Welcome to 2020! For many, the new year is a time for making reading resolutions. I saw a Tweet asking for really short book suggestions so the reader could meet her 2019 goal with only a few days left in the year! Oh, my. That's way too much pressure. So, no resolutions (reading or otherwise) for me. How about you?  

Fiction Wise
I've started watching "The Witcher" on my oldest son's recommendation. I've only watched the first two episodes as Netflix just dropped season three of "Anne with an E" and I have to binge-watch all of that first. But that doesn't mean "The Witcher" wasn't good enough; I'm looking forward to getting back to it. The show is based on a series of books by Andrzej Sapkowski which also spawned a game by the same name.

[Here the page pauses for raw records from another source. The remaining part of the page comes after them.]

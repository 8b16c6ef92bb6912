use crate::index::reader::IdIndexReader;
use crate::index::types::OccurrenceMask;
use crate::utils::{find_codebase_root, get_index_dir};
use anyhow::Result;
use std::path::Path;

/// Display index statistics for the index built under `root_path`, whatever its hash algorithm
pub fn show_stats(root_path: &Path) -> Result<()> {
    let root = find_codebase_root(root_path)?;
    let reader = IdIndexReader::open_for_root(&root, None)?;
    let index_path = get_index_dir(&root)?;
    let meta = &reader.meta;

    println!("Index Statistics");
    println!("================");
    println!();
    println!("Root path:        {}", reader.root_path().display());
    println!("Index location:   {}", index_path.display());
    println!("Index version:    {}", meta.version);
    println!("Hash algorithm:   {} (v{})", meta.hash_algorithm, meta.hash_version);
    println!("Document count:   {}", meta.doc_count);
    println!("Failed files:     {}", meta.failed_count);
    println!("Id entries:       {}", meta.entry_count);
    println!("Distinct hashes:  {}", reader.distinct_hashes());

    println!();
    println!("Entries by context:");
    for (bit, count) in reader.context_histogram() {
        println!("  {:15} {}", OccurrenceMask(bit).to_string(), count);
    }

    if let Ok(size) = dir_size(&index_path) {
        println!();
        println!("Index size:       {}", format_size(size));
    }

    println!();
    println!("Created:          {}", format_timestamp(meta.created_at));

    Ok(())
}

fn dir_size(path: &Path) -> std::io::Result<u64> {
    let mut size = 0;
    for entry in std::fs::read_dir(path)? {
        let entry = entry?;
        let metadata = entry.metadata()?;
        if metadata.is_file() {
            size += metadata.len();
        } else if metadata.is_dir() {
            size += dir_size(&entry.path())?;
        }
    }
    Ok(size)
}

/// Format byte size to human readable
fn format_size(bytes: u64) -> String {
    const KB: u64 = 1024;
    const MB: u64 = KB * 1024;

    if bytes >= MB {
        format!("{:.2} MB", bytes as f64 / MB as f64)
    } else if bytes >= KB {
        format!("{:.2} KB", bytes as f64 / KB as f64)
    } else {
        format!("{} bytes", bytes)
    }
}

fn format_timestamp(ts: u64) -> String {
    use std::time::{Duration, UNIX_EPOCH};
    format!("{:?}", UNIX_EPOCH + Duration::from_secs(ts))
}
//! Identifier hashing and the index key type.
//!
//! No identifier text is stored in the index, only a 32-bit hash of it.
//! Two identifiers with the same hash are indistinguishable, so lookups can
//! return false positives that callers re-check against the file content.

use crate::index::types::HashAlgorithm;
use std::fmt;

/// Key of the identifier index: one 32-bit identifier hash.
///
/// Equality and hashing are defined by the wrapped integer alone.
#[derive(Debug, Clone, Copy, PartialEq, Eq, Hash, PartialOrd, Ord)]
pub struct IdIndexEntry(i32);

impl IdIndexEntry {
    /// Wrap a precomputed hash
    #[inline]
    pub const fn new(hash: i32) -> Self {
        Self(hash)
    }

    /// Hash `word` with `algorithm`, folding case unless `case_sensitive`
    pub fn from_word(word: &str, case_sensitive: bool, algorithm: HashAlgorithm) -> Self {
        let hashes = WordHashes::compute(word, algorithm).unwrap_or_default();
        if case_sensitive {
            Self(hashes.sensitive)
        } else {
            Self(hashes.insensitive)
        }
    }

    #[inline]
    pub const fn hash(&self) -> i32 {
        self.0
    }
}

impl From<i32> for IdIndexEntry {
    fn from(hash: i32) -> Self {
        Self(hash)
    }
}

impl fmt::Display for IdIndexEntry {
    fn fmt(&self, f: &mut fmt::Formatter<'_>) -> fmt::Result {
        write!(f, "{:08x}", self.0)
    }
}

/// Case-sensitive and case-insensitive hash of one word
#[derive(Debug, Clone, Copy, PartialEq, Eq, Default)]
pub struct WordHashes {
    pub sensitive: i32,
    pub insensitive: i32,
}

impl WordHashes {
    /// Hash a word both ways in a single pass. Returns `None` for an empty word.
    #[inline]
    pub fn compute(word: &str, algorithm: HashAlgorithm) -> Option<Self> {
        match algorithm {
            HashAlgorithm::Stronger => stronger_hashes(word),
            HashAlgorithm::Compact => compact_hashes(word),
        }
    }

    /// Both hashes coincide, so one index entry serves both kinds of lookup
    #[inline]
    pub fn is_case_invariant(&self) -> bool {
        self.sensitive == self.insensitive
    }
}

/// Lower-case a single character using the simple (one to one) mapping.
///
/// The only full lower-case mapping longer than one character is U+0130,
/// which becomes `i` plus a combining dot; its simple mapping is the leading `i`.
#[inline]
pub fn fold_char(c: char) -> char {
    if c.is_ascii() {
        return c.to_ascii_lowercase();
    }
    c.to_lowercase().next().unwrap_or(c)
}

/// Polynomial string hash with multiplier 31
pub fn string_hash(word: &str) -> i32 {
    word.chars()
        .fold(0i32, |h, c| h.wrapping_mul(31).wrapping_add(c as i32))
}

/// [`string_hash`] over the case-folded characters
pub fn string_hash_insensitive(word: &str) -> i32 {
    word.chars()
        .fold(0i32, |h, c| h.wrapping_mul(31).wrapping_add(fold_char(c) as i32))
}

/// `(first << 8) + (last << 4) + length`.
///
/// Only the first and last character and the length take part; interior
/// characters are ignored. Kept exactly as is since persisted hashes depend on it.
#[inline]
pub fn compact_hash(first: char, last: char, len: usize) -> i32 {
    ((first as i32) << 8)
        .wrapping_add((last as i32) << 4)
        .wrapping_add(len as i32)
}

fn stronger_hashes(word: &str) -> Option<WordHashes> {
    if word.is_empty() {
        return None;
    }

    let mut hash = 0i32;
    // Stays `None` while the prefix folds to itself; both hashes are equal until then.
    let mut hash_no_case: Option<i32> = None;

    for c in word.chars() {
        let lower = fold_char(c);
        if hash_no_case.is_some() || lower != c {
            let base = hash_no_case.unwrap_or(hash);
            hash_no_case = Some(base.wrapping_mul(31).wrapping_add(lower as i32));
        }
        hash = hash.wrapping_mul(31).wrapping_add(c as i32);
    }

    Some(WordHashes {
        sensitive: hash,
        insensitive: hash_no_case.unwrap_or(hash),
    })
}

fn compact_hashes(word: &str) -> Option<WordHashes> {
    let mut chars = word.chars();
    let first = chars.next()?;
    let last = chars.next_back().unwrap_or(first);
    let len = word.chars().count();

    let sensitive = compact_hash(first, last, len);
    let first_lower = fold_char(first);
    let last_lower = fold_char(last);
    let insensitive = if first_lower != first || last_lower != last {
        compact_hash(first_lower, last_lower, len)
    } else {
        sensitive
    };

    Some(WordHashes {
        sensitive,
        insensitive,
    })
}
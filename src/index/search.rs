//! Word lookup with collision filtering.
//!
//! The index only knows hashes, so a lookup returns every file whose map has
//! the word's hash. Verification re-scans those candidates and keeps files
//! that really contain the word.

use crate::index::entry::fold_char;
use crate::index::reader::{Candidate, IdIndexReader};
use crate::scanner::SimpleWordsScanner;
use crate::utils::decode_text;
use rayon::prelude::*;
use std::fs;
use std::path::Path;
use tracing::debug;

/// Options for [`find_word`]
#[derive(Debug, Clone, Copy)]
pub struct WordQuery<'a> {
    pub word: &'a str,
    /// Mask bits the occurrence must have at least one of
    pub context: u8,
    pub case_sensitive: bool,
    /// Re-scan candidate files to drop hash collisions
    pub verify: bool,
}

/// Files that contain `query.word` in one of the requested contexts
pub fn find_word(reader: &IdIndexReader, root: &Path, query: &WordQuery<'_>) -> Vec<Candidate> {
    let candidates = reader.files_with_word(query.word, query.context, query.case_sensitive);
    if !query.verify {
        return candidates;
    }

    let total = candidates.len();
    let verified: Vec<Candidate> = candidates
        .into_par_iter()
        .filter(|candidate| {
            let Ok(bytes) = fs::read(root.join(&candidate.path)) else {
                // Deleted since indexing
                return false;
            };
            decode_text(&bytes)
                .is_some_and(|text| contains_word(text, query.word, query.case_sensitive))
        })
        .collect();

    debug!(
        word = query.word,
        candidates = total,
        verified = verified.len(),
        "verified word candidates"
    );
    verified
}

/// Whether `text` has `word` as a whole word.
///
/// Words are split the same way the index splits them, with and without
/// escape handling, so a word inside a string literal is found either way.
pub fn contains_word(text: &str, word: &str, case_sensitive: bool) -> bool {
    let matches = |(start, end): (usize, usize)| {
        let found = &text[start..end];
        if case_sensitive {
            found == word
        } else {
            found.chars().map(fold_char).eq(word.chars().map(fold_char))
        }
    };

    SimpleWordsScanner::new().spans(text, 0, text.len()).any(&matches)
        || SimpleWordsScanner::with_escapes().spans(text, 0, text.len()).any(&matches)
}

#[cfg(test)]
mod tests {
    use super::*;

    #[test]
    fn test_contains_whole_words_only() {
        assert!(contains_word("let fooBar = 1;", "fooBar", true));
        assert!(!contains_word("let fooBar = 1;", "foo", true));
        assert!(!contains_word("let fooBar = 1;", "foobar", true));
        assert!(contains_word("let fooBar = 1;", "FOOBAR", false));
    }

    #[test]
    fn test_contains_escaped_word() {
        assert!(contains_word(r#"print("\nvalue")"#, "value", true));
    }
}
//! Progress bar abstraction that becomes no-op when the `progress` feature is disabled

#[cfg(feature = "progress")]
pub use indicatif::{ProgressBar, ProgressStyle};

#[cfg(not(feature = "progress"))]
pub use self::noop::*;

use std::time::Duration;

/// Bar counting scanned files, or `None` when running silently
pub fn file_progress(len: usize, silent: bool) -> Option<ProgressBar> {
    if silent {
        return None;
    }
    let pb = ProgressBar::new(len as u64);
    pb.set_style(
        ProgressStyle::default_bar()
            .template("{spinner:.green} [{elapsed_precise}] [{bar:40.cyan/blue}] {pos}/{len} ({percent}%) {msg}")
            .unwrap_or_else(|_| ProgressStyle::default_bar())
            .progress_chars("█▓▒░  "),
    );
    pb.set_message("Scanning identifiers...");
    Some(pb)
}

/// Spinner with a message, or `None` when running silently
pub fn spinner(message: &'static str, silent: bool) -> Option<ProgressBar> {
    if silent {
        return None;
    }
    let spinner = ProgressBar::new_spinner();
    spinner.set_style(
        ProgressStyle::default_spinner()
            .template("{spinner:.cyan} {msg}")
            .unwrap_or_else(|_| ProgressStyle::default_spinner()),
    );
    spinner.set_message(message);
    spinner.enable_steady_tick(Duration::from_millis(80));
    Some(spinner)
}

#[cfg(not(feature = "progress"))]
mod noop {
    use std::time::Duration;

    /// No-op progress bar when `progress` feature is disabled
    #[derive(Clone)]
    pub struct ProgressBar;

    impl ProgressBar {
        pub fn new(_len: u64) -> Self {
            ProgressBar
        }

        pub fn new_spinner() -> Self {
            ProgressBar
        }

        pub fn set_style(&self, _style: ProgressStyle) {}
        pub fn set_message(&self, _msg: impl Into<std::borrow::Cow<'static, str>>) {}
        pub fn enable_steady_tick(&self, _interval: Duration) {}
        pub fn inc(&self, _delta: u64) {}
        pub fn finish_with_message(&self, _msg: impl Into<std::borrow::Cow<'static, str>>) {}
    }

    /// No-op progress style
    pub struct ProgressStyle;

    impl ProgressStyle {
        pub fn default_spinner() -> Self {
            ProgressStyle
        }

        pub fn default_bar() -> Self {
            ProgressStyle
        }

        pub fn template(self, _template: &str) -> Result<Self, std::convert::Infallible> {
            Ok(self)
        }

        pub fn progress_chars(self, _chars: &str) -> Self {
            self
        }
    }
}
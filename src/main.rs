use anyhow::Result;
use clap::{Parser, Subcommand};
use idindex::index::reader::IdIndexReader;
use idindex::index::search::{WordQuery, find_word};
use idindex::index::types::{HashAlgorithm, OccurrenceMask};
use idindex::output::print_candidates;
use idindex::utils::{self, AppConfig};
use std::path::PathBuf;
use tracing_subscriber::EnvFilter;

#[derive(Parser)]
#[command(name = "idx")]
#[command(about = "Identifier occurrence index for source trees")]
struct Cli {
    #[command(subcommand)]
    command: Commands,
}

#[derive(Subcommand)]
enum Commands {
    /// Build or rebuild the index
    Index {
        /// Path to index (auto-detects git root)
        #[arg(default_value = ".")]
        path: PathBuf,

        /// Remove the existing index before building
        #[arg(short, long)]
        force: bool,

        /// Hash algorithm for identifier keys (stronger, compact)
        #[arg(long)]
        algorithm: Option<HashAlgorithm>,
    },
    /// List files containing an identifier
    Find {
        /// Identifier to look up
        word: String,

        /// Path inside the indexed codebase
        #[arg(short, long, default_value = ".")]
        path: PathBuf,

        /// Occurrence contexts to match, e.g. "code,comments" (code, comments, strings, foreign, plain, any)
        #[arg(short, long, default_value = "any")]
        context: OccurrenceMask,

        /// Match case-insensitively
        #[arg(short, long)]
        ignore_case: bool,

        /// Report raw index hits without re-reading files
        #[arg(long)]
        no_verify: bool,

        /// Print the contexts each file uses the identifier in
        #[arg(short = 'm', long)]
        show_contexts: bool,

        /// Disable colored output
        #[arg(long)]
        no_color: bool,

        /// Require the index to use this hash algorithm (default: the one it was built with)
        #[arg(long)]
        algorithm: Option<HashAlgorithm>,
    },
    /// Show index statistics
    Stats {
        /// Path to index
        #[arg(default_value = ".")]
        path: PathBuf,
    },
    /// Remove an index
    Remove {
        /// Path to the codebase to remove index for
        path: PathBuf,
    },
}

fn main() -> Result<()> {
    tracing_subscriber::fmt()
        .with_env_filter(EnvFilter::try_from_default_env().unwrap_or_else(|_| EnvFilter::new("warn")))
        .with_writer(std::io::stderr)
        .init();

    let cli = Cli::parse();
    let app_config = AppConfig::load()?.with_env_overrides()?;

    match cli.command {
        Commands::Index { path, force, algorithm } => {
            let mut config = app_config.index_config();
            if let Some(algorithm) = algorithm {
                config = config.with_hash_algorithm(algorithm);
            }
            idindex::index::build::build_index_auto(&path, &config, force)?;
        }
        Commands::Find {
            word,
            path,
            context,
            ignore_case,
            no_verify,
            show_contexts,
            no_color,
            algorithm,
        } => {
            let root = utils::find_codebase_root(&path)?;
            let reader = IdIndexReader::open_for_root(&root, algorithm)?;
            let query = WordQuery {
                word: &word,
                context: context.bits(),
                case_sensitive: !ignore_case,
                verify: !no_verify,
            };
            let results = find_word(&reader, reader.root_path(), &query);
            print_candidates(&results, !no_color, show_contexts)?;
            if results.is_empty() {
                std::process::exit(1);
            }
        }
        Commands::Stats { path } => {
            idindex::index::stats::show_stats(&path)?;
        }
        Commands::Remove { path } => {
            let root = utils::find_codebase_root(&path)?;
            utils::remove_index(&root)?;
            println!("Removed index for: {}", root.display());
        }
    }

    Ok(())
}
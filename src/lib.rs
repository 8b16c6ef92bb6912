//! # idindex - identifier occurrence index
//!
//! For every indexed file, idindex records which identifier-like words occur
//! in it and in which contexts (code, comments, string literals, foreign
//! language fragments, plain text). Words are stored as 32-bit hashes mapped
//! to a one-byte occurrence mask, so a lookup narrows a codebase to the few
//! files worth opening.
//!
//! ## Architecture
//!
//! - [`scanner`] - Splits text into words and classifies the regions they come from
//! - [`index`] - Hashing, the hash -> mask map, per-file indexers and the on-disk index
//! - [`output`] - Terminal output for lookups
//! - [`utils`] - Config, encoding, binary detection, progress and rate-limited warnings
//!
//! ## Quick Start
//!
//! ```
//! use idindex::index::{FileContent, FileIdMapper, IdIndexEntry, IndexConfig, OccurrenceMask};
//! use std::path::Path;
//!
//! let config = IndexConfig::default();
//! let mapper = FileIdMapper::with_config(&config);
//! let map = mapper
//!     .map_file(&FileContent::new(Path::new("Main.java"), "class Main { /* qwerty */ }"))
//!     .unwrap();
//!
//! let entry = IdIndexEntry::from_word("qwerty", true, config.hash_algorithm);
//! assert_eq!(map.get(&entry), Some(OccurrenceMask::IN_COMMENTS));
//! ```

pub mod index;
pub mod output;
pub mod scanner;
pub mod utils;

Over at PCGames, in "The Witcher books: beginner's guide and reading order," they list the books in timeline order (as opposed to publishing date) as follows:

The Last Wish (short story collection)
Sword of Destiny (short story collection)
Season of Storms
Blood of Elves
Time of Contempt
Baptism of Fire
The Tower of the Swallow
The Lady of the Lake

I love a long series, don't you?

Other books to check out this month include:
Long Bright River by Liz Moore
"...a gripping suspense novel that is also a moving story of sisters, addiction, and the formidable ties that persist between place, family, and fate." Sounds like a page turner!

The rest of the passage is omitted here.